## Exercise goal
Going down the listing below, print exactly each line from the one with "let required = match" up to and including the one with "aggregator::wrap_share(wrapped, &helper.salt, secret.expose())", and skip the rest.

## Record extracts
▼

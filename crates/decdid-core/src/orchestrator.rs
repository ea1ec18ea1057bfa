//! Enroll/Verify Orchestrator (C6, §4.6): the crate's only public entry
//! points. `enroll` drives C1 -> C3 per finger, then C4 -> C5 once; `verify`
//! walks the state machine `ReadEnvelope -> CheckRevocation ->
//! PerFingerRecovery* -> Aggregate -> DeriveAndCompare -> {Success, Failure}`
//! described in §4.6.
//!
//! Per-finger work within a single call is independent until aggregation
//! (§5) — nothing here relies on the order fingers were presented in; the
//! aggregator re-sorts into canonical order regardless.

use std::collections::BTreeMap;

use crate::aggregator;
use crate::bch::Bch;
use crate::config::DecDidConfig;
use crate::did;
use crate::error::{EnrollError, FingerRecoveryError, VerifyError};
use crate::fuzzy_extractor;
use crate::memory::SecretBuffer;
use crate::quantizer;
use crate::types::{
    FingerCapture, FingerId, HelperRecord, MetadataEnvelope, ThresholdParams, MAX_MINUTIAE,
    MIN_MEAN_QUALITY, MIN_MINUTIAE,
};

/// Per-call context for [`enroll`] (§4.6, §6). `method`/`network`/default
/// quantizer parameters live in [`DecDidConfig`] instead, since they are
/// process-wide configuration rather than per-enrollment input (§9).
#[derive(Debug, Clone)]
pub struct EnrollContext {
    /// Opaque account identifiers that will control the resulting DID.
    pub controllers: Vec<String>,
    /// Caller-supplied RFC 3339 UTC timestamp for `enrollment_timestamp`.
    pub now: String,
    /// Optional `k`-of-`n` threshold mode; `None` means all enrolled
    /// fingers are required at Verify time.
    pub threshold: Option<(u8, u8)>,
}

/// Per-call context for [`verify`]. The core performs no time-based logic
/// of its own (§5); `now` is accepted only so callers have a single place
/// to thread a clock through, matching §6's input shape.
#[derive(Debug, Clone)]
pub struct VerifyContext {
    pub now: String,
}

/// The output of a successful `Enroll` call (§6's Output shape).
#[derive(Debug, Clone)]
pub struct EnrollOutput {
    pub did: String,
    pub envelope: MetadataEnvelope,
    pub helper_records: Vec<HelperRecord>,
    /// Set when exactly one finger was enrolled (§4.6 step 1): not an
    /// error, but single-finger mode carries only ~64 bits of biometric
    /// entropy and the caller should surface this to the user.
    pub single_finger_warning: bool,
}

/// The outcome of a `Verify` call (§4.6, §7). Per-finger recovery failures
/// never abort the call early — only envelope-level and aggregation-level
/// conditions do (§7's propagation policy).
#[derive(Debug, Clone)]
pub enum VerifyResult {
    /// All required fingers recovered and the reassembled DID matches.
    Success {
        did: String,
        matched_fingers: Vec<FingerId>,
        unmatched_fingers: Vec<(FingerId, FingerRecoveryError)>,
    },
    /// The envelope was marked revoked; no biometric work was performed.
    Revoked { revoked_at: Option<String> },
    /// Fewer than the required number of fingers matched.
    InsufficientMatches { matched: usize, required: usize },
    /// Every required finger matched, but the reassembled DID does not
    /// match the envelope's `id_hash`. Represents a bug or a tampered
    /// envelope (§4.6 step 7) — should be unreachable for honest input.
    IdentityMismatch,
}

/// `Enroll(fingers, context) -> DidBundle` (§4.6).
///
/// # Errors
///
/// Returns [`EnrollError`] on the first validation, quality, or
/// cryptographic failure; no partial helpers are returned on error (§7).
pub fn enroll(
    fingers: &[FingerCapture],
    context: &EnrollContext,
    config: &DecDidConfig,
) -> Result<EnrollOutput, EnrollError> {
    validate_finger_set(fingers)?;
    validate_timestamp(&context.now)?;
    let single_finger_warning = fingers.len() == 1;

    let threshold = match context.threshold {
        Some((k, n)) => {
            if usize::from(n) != fingers.len() {
                return Err(EnrollError::InvalidThreshold { k, n });
            }
            aggregator::validate_threshold(k, n)?;
            Some((k, n))
        }
        None => None,
    };

    let bch = Bch::new();
    let params = config.default_quantizer_params;

    let mut enrolled: Vec<(FingerId, HelperRecord, SecretBuffer)> = Vec::with_capacity(fingers.len());
    for capture in fingers {
        validate_capture(capture)?;
        let template = quantizer::quantize(capture, params);
        let (helper, secret) = fuzzy_extractor::enroll(
            &template,
            capture.finger_id,
            params.grid_size,
            params.angle_bins,
            &bch,
        )?;
        enrolled.push((capture.finger_id, helper, secret));
    }

    let (commitment, mut helpers_by_finger) = match threshold {
        Some((k, n)) => {
            let (commitment, raw_shares) = aggregator::new_threshold_commitment(k, n)
                .map_err(|e| EnrollError::KeyDerivation(e.to_string()))?;
            enrolled.sort_by_key(|(id, _, _)| *id);
            if raw_shares.len() != enrolled.len() {
                return Err(EnrollError::KeyDerivation(
                    "Shamir share count did not match enrolled finger count".to_string(),
                ));
            }
            let mut by_finger = BTreeMap::new();
            for ((finger_id, mut helper, secret), raw_share) in
                enrolled.into_iter().zip(raw_shares.into_iter())
            {
                let wrapped = aggregator::wrap_share(&raw_share, &helper.salt, secret.expose())
                    .map_err(|e| EnrollError::KeyDerivation(e.to_string()))?;
                helper.share = Some(wrapped);
                by_finger.insert(finger_id.as_str().to_string(), helper);
            }
            (commitment, by_finger)
        }
        None => {
            let entries: Vec<(FingerId, SecretBuffer)> = enrolled
                .iter()
                .map(|(id, _, secret)| clone_secret(secret).map(|s| (*id, s)))
                .collect::<Result<_, _>>()?;
            let commitment = aggregator::aggregate_default(&entries)
                .map_err(|e| EnrollError::KeyDerivation(e.to_string()))?;
            let by_finger = enrolled
                .into_iter()
                .map(|(id, helper, _secret)| (id.as_str().to_string(), helper))
                .collect();
            (commitment, by_finger)
        }
    };

    let (did_string, id_hash) = did::derive(commitment.expose(), &config.method, &config.network);
    let threshold_params = threshold.map(|(k, n)| ThresholdParams { k, n });
    let envelope = did::build_envelope(
        did_string.clone(),
        id_hash,
        context.controllers.clone(),
        context.now.clone(),
        helpers_by_finger.clone(),
        threshold_params,
    );
    let helper_records: Vec<HelperRecord> = std::mem::take(&mut helpers_by_finger)
        .into_values()
        .collect();

    Ok(EnrollOutput {
        did: did_string,
        envelope,
        helper_records,
        single_finger_warning,
    })
}

/// Validate finger-count and duplicate-id invariants (§4.6 step 1).
fn validate_finger_set(fingers: &[FingerCapture]) -> Result<(), EnrollError> {
    if fingers.is_empty() || fingers.len() > 10 {
        return Err(EnrollError::InvalidFingerCount(fingers.len()));
    }
    let mut seen = std::collections::BTreeSet::new();
    for capture in fingers {
        if !seen.insert(capture.finger_id) {
            return Err(EnrollError::DuplicateFingerId(capture.finger_id));
        }
    }
    Ok(())
}

/// `enrollment_timestamp` must be a well-formed RFC 3339 UTC instant (§3).
/// `chrono` is used only to validate the caller-supplied clock string, not
/// to generate timestamps — the core has no notion of "now" of its own
/// (§5, §9).
fn validate_timestamp(now: &str) -> Result<(), EnrollError> {
    chrono::DateTime::parse_from_rfc3339(now)
        .map(|_| ())
        .map_err(|e| EnrollError::InvalidConfig(format!("`now` is not RFC 3339: {e}")))
}

/// Quality gate (§3, §4.6 step 1): `|minutiae| in [12, 200]` and mean
/// quality `>= 50`.
fn validate_capture(capture: &FingerCapture) -> Result<(), EnrollError> {
    use crate::error::QualityIssue;

    let n = capture.minutiae.len();
    if n < MIN_MINUTIAE {
        return Err(EnrollError::PoorQuality {
            finger_id: capture.finger_id,
            reason: QualityIssue::TooFewMinutiae,
        });
    }
    if n > MAX_MINUTIAE {
        return Err(EnrollError::PoorQuality {
            finger_id: capture.finger_id,
            reason: QualityIssue::TooManyMinutiae,
        });
    }
    #[allow(clippy::cast_precision_loss)]
    let mean_quality =
        capture.minutiae.iter().map(|m| f64::from(m.quality)).sum::<f64>() / n as f64;
    if mean_quality < MIN_MEAN_QUALITY {
        return Err(EnrollError::PoorQuality {
            finger_id: capture.finger_id,
            reason: QualityIssue::MeanQualityTooLow,
        });
    }
    Ok(())
}

/// Copy a [`SecretBuffer`]'s contents into a fresh one. `SecretBuffer` is
/// intentionally not `Clone` (copies of secret material should be explicit
/// and visible at the call site) — this helper is that explicit copy,
/// needed because default-mode aggregation consumes owned secrets while
/// the enrolled helper records must also survive past that point.
fn clone_secret(secret: &SecretBuffer) -> Result<SecretBuffer, EnrollError> {
    SecretBuffer::new(secret.expose())
        .map_err(|e| EnrollError::KeyDerivation(format!("secret copy failed: {e}")))
}

/// `Verify(fingers, stored, context) -> VerifyResult` (§4.6).
///
/// # Errors
///
/// Returns [`VerifyError`] for envelope-level failures (unsupported
/// version, malformed structure). Per-finger recovery failures are
/// reported inside [`VerifyResult::Success::unmatched_fingers`], not as an
/// `Err` — only envelope-level and aggregation-level conditions terminate
/// early (§7).
pub fn verify(
    fingers: &[FingerCapture],
    stored: &MetadataEnvelope,
    _context: &VerifyContext,
) -> Result<VerifyResult, VerifyError> {
    if stored.version != "1.1" && stored.version != "1.0" {
        return Err(VerifyError::UnsupportedVersion {
            found: stored.version.clone(),
        });
    }

    if stored.revoked {
        return Ok(VerifyResult::Revoked {
            revoked_at: stored.revoked_at.clone(),
        });
    }

    let helper_data = stored.biometric.helper_data.as_ref().ok_or_else(|| {
        VerifyError::MalformedEnvelope {
            field: "biometric.helper_data".to_string(),
            reason: "external helper storage was not resolved before calling Verify".to_string(),
        }
    })?;

    let mut matched_fingers = Vec::new();
    let mut unmatched_fingers = Vec::new();
    let mut recovered: Vec<(FingerId, SecretBuffer)> = Vec::new();
    let mut recovered_shares: Vec<(FingerId, &HelperRecord, SecretBuffer)> = Vec::new();

    for capture in fingers {
        let Some(helper) = helper_data.get(capture.finger_id.as_str()) else {
            continue;
        };
        let params = crate::types::QuantizerParams {
            grid_size: helper.grid_size,
            angle_bins: helper.angle_bins,
        };
        let recapture = quantizer::quantize(capture, params);
        match fuzzy_extractor::recover(helper, &recapture) {
            Ok(secret) => {
                matched_fingers.push(capture.finger_id);
                if stored.biometric.threshold.is_some() {
                    recovered_shares.push((capture.finger_id, helper, secret));
                } else {
                    recovered.push((capture.finger_id, secret));
                }
            }
            Err(e) => unmatched_fingers.push((capture.finger_id, e)),
        }
    }

    let required = match stored.biometric.threshold {
        Some(ThresholdParams { k, .. }) => usize::from(k),
        None => helper_data.len(),
    };
    if matched_fingers.len() < required {
        return Ok(VerifyResult::InsufficientMatches {
            matched: matched_fingers.len(),
            required,
        });
    }

    let commitment = match stored.biometric.threshold {
        Some(ThresholdParams { k, .. }) => {
            let mut raw_shares = Vec::with_capacity(recovered_shares.len());
            for (_, helper, secret) in &recovered_shares {
                let Some(wrapped) = helper.share.as_ref() else {
                    return Err(VerifyError::MalformedEnvelope {
                        field: "biometric.helper_data[].share".to_string(),
                        reason: "threshold mode requires a share on every helper record"
                            .to_string(),
                    });
                };
                let raw = aggregator::wrap_share(wrapped, &helper.salt, secret.expose())
                    .map_err(|e| VerifyError::MalformedEnvelope {
                        field: "biometric.helper_data[].share".to_string(),
                        reason: e.to_string(),
                    })?;
                raw_shares.push(raw);
            }
            aggregator::reconstruct_commitment(k, &raw_shares).map_err(|e| {
                VerifyError::MalformedEnvelope {
                    field: "biometric.threshold".to_string(),
                    reason: e.to_string(),
                }
            })?
        }
        None => aggregator::aggregate_default(&recovered).map_err(|e| {
            VerifyError::MalformedEnvelope {
                field: "biometric".to_string(),
                reason: e.to_string(),
            }
        })?,
    };

    let (_method, network) = split_did(&stored.did).ok_or_else(|| VerifyError::MalformedEnvelope {
        field: "did".to_string(),
        reason: format!("not a well-formed did:<method>:<network>:<hash> string: {}", stored.did),
    })?;

    if did::id_hash_matches(commitment.expose(), network, &stored.biometric.id_hash) {
        Ok(VerifyResult::Success {
            did: stored.did.clone(),
            matched_fingers,
            unmatched_fingers,
        })
    } else {
        Ok(VerifyResult::IdentityMismatch)
    }
}

/// Split a `did:<method>:<network>:<hash>` string into `(method, network)`.
fn split_did(did: &str) -> Option<(&str, &str)> {
    let mut parts = did.splitn(4, ':');
    let scheme = parts.next()?;
    if scheme != "did" {
        return None;
    }
    let method = parts.next()?;
    let network = parts.next()?;
    let _hash = parts.next()?;
    Some((method, network))
}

▲

## Result for this task
    let required = match stored.biometric.threshold {
        Some(ThresholdParams { k, .. }) => usize::from(k),
        None => helper_data.len(),
    };
    if matched_fingers.len() < required {
        return Ok(VerifyResult::InsufficientMatches {
            matched: matched_fingers.len(),
            required,
        });
    }

    let commitment = match stored.biometric.threshold {
        Some(ThresholdParams { k, .. }) => {
            let mut raw_shares = Vec::with_capacity(recovered_shares.len());
            for (_, helper, secret) in &recovered_shares {
                let Some(wrapped) = helper.share.as_ref() else {
                    return Err(VerifyError::MalformedEnvelope {
                        field: "biometric.helper_data[].share".to_string(),
                        reason: "threshold mode requires a share on every helper record"
                            .to_string(),
                    });
                };
                let raw = aggregator::wrap_share(wrapped, &helper.salt, secret.expose())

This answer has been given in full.